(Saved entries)
▬▬▬▬▬▬▬▬▬▬
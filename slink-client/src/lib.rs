//! Session client for slink
//!
//! The host-facing half of the stack: a background worker hosts the session
//! and correlator, and [`SlinkClient`] exposes them as promise-based
//! `request → reply` and `subscribe → stream` operations.
//!
//! # Quick Start
//!
//! ```rust,no_run
//! use slink_client::{ClientBuilder, CommandSpec, SubscriptionSpec};
//! use serde_json::json;
//! use std::time::Duration;
//!
//! #[tokio::main]
//! async fn main() -> slink_core::Result<()> {
//!     let client = ClientBuilder::new("ws://localhost:9000/ws/")
//!         .command(CommandSpec::passthrough("ping", "system.ping"))
//!         .subscription(SubscriptionSpec::passthrough(
//!             "flow",
//!             "flow.subscribe",
//!             "flow.unsubscribe",
//!         ))
//!         .connect()
//!         .await?;
//!
//!     let pong: String = client
//!         .request("ping", json!({"echo": "hello"}), Duration::from_millis(500))
//!         .await?;
//!     println!("{pong}");
//!
//!     let handle = client
//!         .subscribe(
//!             "flow",
//!             json!({}),
//!             |data| async move { println!("update: {data}") },
//!             |err| async move { eprintln!("subscription closed: {err}") },
//!         )
//!         .await?;
//!
//!     client.unsubscribe(handle).await?;
//!     client.disconnect().await?;
//!     Ok(())
//! }
//! ```

mod builder;
mod client;
mod correlator;
mod metrics;
mod registry;
mod worker;

pub use builder::ClientBuilder;
pub use client::{DataHandler, ErrorHandler, LifecycleHandler, SlinkClient};
pub use metrics::ClientMetrics;
pub use registry::{CommandSpec, Registry, SubscriptionSpec};
pub use worker::{Command, WorkerEvent};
▬▬▬▬▬▬▬▬▬▬
WHAT YOU ARE ASKED TO DO: Leaving no line out, return the data above verbatim.

REPLY TO THE EXERCISE:
filename slink-client/src/lib.rs
//! Session client for slink
//!
//! The host-facing half of the stack: a background worker hosts the session
//! and correlator, and [`SlinkClient`] exposes them as promise-based
//! `request → reply` and `subscribe → stream` operations.
//!
//! # Quick Start
//!
//! ```rust,no_run
//! use slink_client::{ClientBuilder, CommandSpec, SubscriptionSpec};
//! use serde_json::json;
//! use std::time::Duration;
//!
//! #[tokio::main]
//! async fn main() -> slink_core::Result<()> {
//!     let client = ClientBuilder::new("ws://localhost:9000/ws/")
//!         .command(CommandSpec::passthrough("ping", "system.ping"))
//!         .subscription(SubscriptionSpec::passthrough(
//!             "flow",
//!             "flow.subscribe",
//!             "flow.unsubscribe",
//!         ))
//!         .connect()
//!         .await?;
//!
//!     let pong: String = client
//!         .request("ping", json!({"echo": "hello"}), Duration::from_millis(500))
//!         .await?;
//!     println!("{pong}");
//!
//!     let handle = client
//!         .subscribe(
//!             "flow",
//!             json!({}),
//!             |data| async move { println!("update: {data}") },
//!             |err| async move { eprintln!("subscription closed: {err}") },
//!         )
//!         .await?;
//!
//!     client.unsubscribe(handle).await?;
//!     client.disconnect().await?;
//!     Ok(())
//! }
//! ```

mod builder;
mod client;
mod correlator;
mod metrics;
mod registry;
mod worker;

pub use builder::ClientBuilder;
pub use client::{DataHandler, ErrorHandler, LifecycleHandler, SlinkClient};
pub use metrics::ClientMetrics;
pub use registry::{CommandSpec, Registry, SubscriptionSpec};
pub use worker::{Command, WorkerEvent};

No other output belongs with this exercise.